◆ INSTRUCTIONS TO FOLLOW: Take every line from the data that has the word "match" in it.

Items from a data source
= = = = =
//! Display list generation for a single frame
//!
//! Builds the ordered draw commands for the whole scene in screen space.
//! Keeping this free of any canvas handle lets it run (and be tested)
//! natively; the backend only replays the list.

use glam::Vec2;

use crate::consts::{CANVAS_HEIGHT, CANVAS_WIDTH, GROUND_HEIGHT};
use crate::sim::{Camera, GameState, Trail};

/// Grey level of the oldest trail entry
const TRAIL_BASE_GREY: f32 = 138.0;

pub const HUD_FONT: &str = "20px Arial";

/// Fill colors used by the scene
#[derive(Debug, Clone, Copy, PartialEq, Eq)]
pub enum Color {
    Black,
    Brown,
    Rgb(u8, u8, u8),
}

impl Color {
    /// CSS color string for a canvas fill style
    pub fn css(&self) -> String {
        match self {
            Color::Black => "black".to_string(),
            Color::Brown => "brown".to_string(),
            Color::Rgb(r, g, b) => format!("rgb({}, {}, {})", r, g, b),
        }
    }
}

/// One immediate-mode drawing operation in screen coordinates
#[derive(Debug, Clone, PartialEq)]
pub enum DrawCommand {
    /// Clear the whole surface
    Clear { width: f32, height: f32 },
    FillRect {
        pos: Vec2,
        size: Vec2,
        color: Color,
    },
    FillText {
        text: String,
        pos: Vec2,
        font: &'static str,
        color: Color,
    },
}

/// What to include when building a frame
#[derive(Debug, Clone, Copy)]
pub struct FrameOptions {
    pub trail: bool,
}

impl Default for FrameOptions {
    fn default() -> Self {
        Self { trail: true }
    }
}

fn rect(pos: Vec2, size: Vec2, color: Color) -> DrawCommand {
    DrawCommand::FillRect { pos, size, color }
}

/// Fading grey for trail entry `index` of `len` (oldest darkest-to-lightest)
pub fn trail_color(index: usize, len: usize) -> Color {
    let fade = index as f32 / len as f32;
    let grey = ((1.0 - fade) * TRAIL_BASE_GREY).round() as u8;
    Color::Rgb(grey, grey, grey)
}

/// Trail rectangles, oldest first, each the size of the player
pub fn trail(trail: &Trail, size: Vec2, camera: &Camera) -> Vec<DrawCommand> {
    let len = trail.len();
    trail
        .iter()
        .enumerate()
        .map(|(i, p)| {
            rect(
                Vec2::new(camera.to_screen(p.x), p.y),
                size,
                trail_color(i, len),
            )
        })
        .collect()
}

/// Build the full frame: trail, player, platforms, ground, then HUD text
pub fn build_frame(state: &GameState, options: FrameOptions) -> Vec<DrawCommand> {
    let camera = &state.camera;
    let player = &state.player;

    let mut commands = Vec::with_capacity(state.trail.len() + state.platforms.len() + 6);
    commands.push(DrawCommand::Clear {
        width: CANVAS_WIDTH,
        height: CANVAS_HEIGHT,
    });

    if options.trail {
        commands.extend(trail(&state.trail, player.size, camera));
    }

    commands.push(rect(
        Vec2::new(camera.to_screen(player.pos.x), player.pos.y),
        player.size,
        Color::Black,
    ));

    for platform in &state.platforms {
        commands.push(rect(
            Vec2::new(camera.to_screen(platform.pos.x), platform.pos.y),
            platform.size,
            Color::Brown,
        ));
    }

    // Ground strip only once the player is down at ground level
    let ground_top = CANVAS_HEIGHT - GROUND_HEIGHT;
    if player.pos.y >= ground_top {
        commands.push(rect(
            Vec2::new(-camera.x, ground_top),
            Vec2::new(CANVAS_WIDTH + camera.x, GROUND_HEIGHT),
            Color::Brown,
        ));
    }

    commands.push(DrawCommand::FillText {
        text: format!("Score: {}", state.score),
        pos: Vec2::new(20.0, 30.0),
        font: HUD_FONT,
        color: Color::Black,
    });
    commands.push(DrawCommand::FillText {
        text: format!("High Score: {}", state.high_score),
        pos: Vec2::new(CANVAS_WIDTH - 160.0, 30.0),
        font: HUD_FONT,
        color: Color::Black,
    });

    commands
}
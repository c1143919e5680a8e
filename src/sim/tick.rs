//! Per-frame simulation tick
//!
//! One call advances the world by one step: player kinematics, platform
//! motion and landings, fall-out, camera, then platform backfill.

use super::collision::lands_on;
use super::generator::{next_platform, overlaps_any};
use super::input::InputState;
use super::state::{GameEvent, GamePhase, GameState, LookaheadPolicy};
use crate::consts::*;

/// Advance the game state by one step, returning what happened
pub fn tick(state: &mut GameState, input: &InputState) -> Vec<GameEvent> {
    let mut events = Vec::new();

    if state.phase == GamePhase::GameOver {
        return events;
    }

    state.time_ticks += 1;

    step_player(state, input, &mut events);
    resolve_landings(state, &mut events);

    // Player missed every platform
    if state.player.bottom() > CANVAS_HEIGHT {
        events.push(game_over(state));
        return events;
    }

    state.camera.update(state.player.pos.x);
    backfill_platforms(state);
    if let Some(margin) = state.rules.evict_margin {
        evict_platforms(state, margin);
    }

    events
}

/// Horizontal intent, gravity, jump, then integrate
fn step_player(state: &mut GameState, input: &InputState, events: &mut Vec<GameEvent>) {
    let player = &mut state.player;

    // Left is checked after right, so it wins when both are held
    if input.right {
        player.vel.x = player.speed;
    }
    if input.left {
        player.vel.x = -player.speed;
    }
    if !input.right && !input.left {
        player.vel.x = 0.0;
    }

    if !player.grounded {
        player.vel.y += player.gravity;
    }

    if input.jump && !player.is_jumping {
        player.vel.y = player.jump_power;
        player.is_jumping = true;
        events.push(GameEvent::Jumped);
    }

    player.pos += player.vel;
    player.grounded = false;

    state.trail.push(player.pos);
}

/// Move platforms and test each one for a landing, in creation order
fn resolve_landings(state: &mut GameState, events: &mut Vec<GameEvent>) {
    let player = &mut state.player;

    for platform in &mut state.platforms {
        platform.step_motion();

        if !lands_on(&player.rect(), player.vel.y, &platform.rect()) {
            continue;
        }

        player.vel.y = 0.0;
        player.is_jumping = false;
        player.pos.y = platform.pos.y - player.size.y;
        player.grounded = true;

        if !platform.landed {
            platform.landed = true;
            state.score += 1;
            events.push(GameEvent::Landed {
                platform_id: platform.id,
                score: state.score,
            });
        }
    }
}

/// Freeze the run and settle the high score
fn game_over(state: &mut GameState) -> GameEvent {
    state.phase = GamePhase::GameOver;
    state.player.vel.y = 0.0;
    state.player.pos.y = CANVAS_HEIGHT;

    let new_high_score = state.score > state.high_score;
    if new_high_score {
        state.high_score = state.score;
    }
    log::info!(
        "Game over at tick {}: score {} (best {})",
        state.time_ticks,
        state.score,
        state.high_score
    );

    GameEvent::GameOver {
        score: state.score,
        high_score: state.high_score,
        new_high_score,
    }
}

/// Generate platforms until `LOOKAHEAD` of them lie ahead of the player
pub fn backfill_platforms(state: &mut GameState) {
    let mut ahead = state.platforms_ahead();
    let mut attempts = 0;

    while ahead < LOOKAHEAD {
        if attempts >= MAX_GENERATION_ATTEMPTS {
            log::warn!(
                "Gave up backfilling after {} candidates ({} platforms ahead)",
                attempts,
                ahead
            );
            break;
        }
        attempts += 1;

        let id = state.next_platform_id();
        let Some(anchor) = state.platforms.last() else {
            break;
        };
        let candidate = next_platform(anchor, state.score, &mut state.rng, id);

        let accepted = !overlaps_any(&candidate, &state.platforms);
        let lies_ahead = candidate.pos.x > state.player.pos.x;
        if accepted {
            log::debug!(
                "Platform {} at ({:.0}, {:.0}){}",
                candidate.id,
                candidate.pos.x,
                candidate.pos.y,
                if candidate.is_moving() { " moving" } else { "" }
            );
            state.platforms.push(candidate);
        } else {
            log::debug!(
                "Rejected overlapping platform at ({:.0}, {:.0})",
                candidate.pos.x,
                candidate.pos.y
            );
        }

        ahead += match state.rules.lookahead {
            LookaheadPolicy::CountCandidates => 1,
            LookaheadPolicy::CountAccepted => usize::from(accepted && lies_ahead),
        };
    }
}

/// Drop platforms the player has left far behind. The newest platform is
/// always kept since generation anchors on it.
pub fn evict_platforms(state: &mut GameState, margin: f32) {
    let cutoff = state.camera.x - margin;
    let Some(newest) = state.platforms.last().map(|p| p.id) else {
        return;
    };
    let before = state.platforms.len();
    state
        .platforms
        .retain(|p| p.id == newest || p.max_right() >= cutoff);
    let dropped = before - state.platforms.len();
    if dropped > 0 {
        log::debug!("Evicted {} platforms behind x={:.0}", dropped, cutoff);
    }
}

#[cfg(test)]
mod tests {
    use super::*;
    use crate::sim::state::{Platform, Rules};
    use glam::Vec2;

    fn idle() -> InputState {
        InputState::default()
    }

    /// Run until the player settles on the ground
    fn settled_state() -> GameState {
        let mut state = GameState::new(12345, 0);
        for _ in 0..30 {
            tick(&mut state, &idle());
        }
        assert!(state.player.grounded);
        state
    }

    #[test]
    fn test_first_ground_landing_scores() {
        let mut state = GameState::new(12345, 0);
        let mut landed = Vec::new();
        for _ in 0..30 {
            for event in tick(&mut state, &idle()) {
                if let GameEvent::Landed { platform_id, score } = event {
                    landed.push((platform_id, score));
                }
            }
        }
        assert_eq!(landed, vec![(state.platforms[0].id, 1)]);
        assert_eq!(state.player.pos.y, 510.0);
        assert!(state.platforms[0].landed);
    }

    #[test]
    fn test_resting_on_ground() {
        let mut state = settled_state();
        let score = state.score;
        let pos = state.player.pos;
        for _ in 0..10 {
            let events = tick(&mut state, &idle());
            assert!(events.is_empty());
            assert_eq!(state.player.vel, Vec2::ZERO);
            assert!(state.player.grounded);
            assert_eq!(state.score, score);
            assert_eq!(state.player.pos, pos);
        }
    }

    #[test]
    fn test_left_wins_over_right() {
        let mut state = settled_state();
        let both = InputState {
            left: true,
            right: true,
            jump: false,
        };
        tick(&mut state, &both);
        assert_eq!(state.player.vel.x, -PLAYER_SPEED);

        let right = InputState {
            right: true,
            ..Default::default()
        };
        tick(&mut state, &right);
        assert_eq!(state.player.vel.x, PLAYER_SPEED);

        tick(&mut state, &idle());
        assert_eq!(state.player.vel.x, 0.0);
    }

    #[test]
    fn test_jump_until_landing() {
        let mut state = settled_state();
        let jump = InputState {
            jump: true,
            ..Default::default()
        };

        let events = tick(&mut state, &jump);
        assert!(events.contains(&GameEvent::Jumped));
        assert_eq!(state.player.vel.y, JUMP_POWER);
        assert!(state.player.is_jumping);
        assert!(!state.player.grounded);

        // Holding jump mid-air does nothing new
        let mut ticks = 0;
        while !state.player.grounded {
            let events = tick(&mut state, &jump);
            assert!(!events.contains(&GameEvent::Jumped));
            ticks += 1;
            assert!(ticks < 100, "never came back down");
            if !state.player.grounded {
                assert!(state.player.is_jumping);
            }
        }
        assert!(!state.player.is_jumping);
        assert_eq!(state.player.vel.y, 0.0);

        // Still held once grounded: fires again
        let events = tick(&mut state, &jump);
        assert!(events.contains(&GameEvent::Jumped));
    }

    #[test]
    fn test_grounded_only_after_landing() {
        let mut state = settled_state();
        let jump = InputState {
            jump: true,
            ..Default::default()
        };
        tick(&mut state, &jump);
        // Airborne tick: nothing to land on yet
        assert!(!state.player.grounded);
    }

    #[test]
    fn test_score_counts_each_platform_once() {
        let mut state = settled_state();
        assert_eq!(state.score, 1);
        let jump = InputState {
            jump: true,
            ..Default::default()
        };
        // Bounce on the ground many times
        for _ in 0..200 {
            tick(&mut state, &jump);
        }
        assert_eq!(state.score, 1);
    }

    #[test]
    fn test_fall_out_fires_once() {
        let mut state = GameState::new(5, 3);
        state.score = 9;
        state.platforms.clear();
        state.platforms.push(Platform::new(99, 5000.0, 100.0, 200.0, 20.0));
        state.player.pos.y = 549.0;
        state.player.vel.y = 5.0;

        let events = tick(&mut state, &idle());
        assert_eq!(
            events,
            vec![GameEvent::GameOver {
                score: 9,
                high_score: 9,
                new_high_score: true,
            }]
        );
        assert_eq!(state.phase, GamePhase::GameOver);
        assert_eq!(state.player.vel.y, 0.0);
        assert_eq!(state.player.pos.y, CANVAS_HEIGHT);

        let frozen = state.player.pos;
        for _ in 0..5 {
            assert!(tick(&mut state, &idle()).is_empty());
        }
        assert_eq!(state.player.pos, frozen);
    }

    #[test]
    fn test_high_score_never_decreases() {
        let mut state = GameState::new(5, 50);
        state.score = 4;
        state.platforms.truncate(1);
        state.platforms[0].pos.x = 10_000.0;
        state.player.pos.y = 560.0;
        let events = tick(&mut state, &idle());
        assert_eq!(
            events,
            vec![GameEvent::GameOver {
                score: 4,
                high_score: 50,
                new_high_score: false,
            }]
        );
        assert_eq!(state.high_score, 50);
    }

    #[test]
    fn test_lookahead_backfilled() {
        let mut state = settled_state();
        let run = InputState {
            right: true,
            jump: true,
            ..Default::default()
        };
        for _ in 0..300 {
            tick(&mut state, &run);
            if state.is_over() {
                break;
            }
            assert!(state.platforms_ahead() >= LOOKAHEAD);
        }
    }

    /// A layout where the next candidate always overlaps: the anchor's
    /// neighbor sits across the whole gap range at every band height.
    fn blocked_state(rules: Rules) -> GameState {
        let mut state = GameState::with_rules(1, 0, rules);
        state.platforms.clear();
        let wall = Platform::new(90, 1150.0, 0.0, 400.0, CANVAS_HEIGHT);
        let anchor = Platform::new(91, 900.0, 300.0, 200.0, 20.0);
        state.platforms.push(wall);
        state.platforms.push(anchor);
        state.player.pos = Vec2::new(950.0, 100.0);
        state
    }

    #[test]
    fn test_rejected_candidates_count_in_classic_mode() {
        let mut state = blocked_state(Rules::classic());
        backfill_platforms(&mut state);
        // The one rejected candidate still satisfies the loop
        assert_eq!(state.platforms.len(), 2);
        assert!(state.platforms.iter().all(|p| p.id == 90 || p.id == 91));
    }

    #[test]
    fn test_rejected_candidates_do_not_count_by_default() {
        let mut state = blocked_state(Rules::default());
        backfill_platforms(&mut state);
        // Wall is the only thing ahead; every candidate overlaps it, so the
        // attempt cap ends the loop without adding anything
        assert_eq!(state.platforms.len(), 2);
        assert_eq!(state.platforms_ahead(), 1);
    }

    #[test]
    fn test_eviction_keeps_nearby_and_newest() {
        let mut state = GameState::new(1, 0);
        state.platforms.clear();
        state.platforms.push(Platform::new(10, 0.0, 300.0, 200.0, 20.0));
        state.platforms.push(Platform::new(11, 3000.0, 300.0, 200.0, 20.0));
        state.platforms.push(Platform::new(12, 5000.0, 300.0, 200.0, 20.0));
        state.camera.x = 4000.0;

        evict_platforms(&mut state, 1600.0);
        let ids: Vec<u32> = state.platforms.iter().map(|p| p.id).collect();
        assert_eq!(ids, vec![11, 12]);

        state.camera.x = 100_000.0;
        evict_platforms(&mut state, 1600.0);
        let ids: Vec<u32> = state.platforms.iter().map(|p| p.id).collect();
        assert_eq!(ids, vec![12]);
    }

    #[test]
    fn test_determinism() {
        let inputs = [
            InputState {
                right: true,
                ..Default::default()
            },
            InputState {
                right: true,
                jump: true,
                ..Default::default()
            },
            InputState::default(),
        ];

        let mut a = GameState::new(99999, 0);
        let mut b = GameState::new(99999, 0);
        for i in 0..600 {
            let input = &inputs[(i / 40) % inputs.len()];
            tick(&mut a, input);
            tick(&mut b, input);
        }

        assert_eq!(a.time_ticks, b.time_ticks);
        assert_eq!(a.score, b.score);
        assert_eq!(a.player.pos, b.player.pos);
        assert_eq!(a.platforms, b.platforms);
    }
}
= = = = =
◆ OUTPUT FOR THIS EXERCISE:
        match self {
        ahead += match state.rules.lookahead {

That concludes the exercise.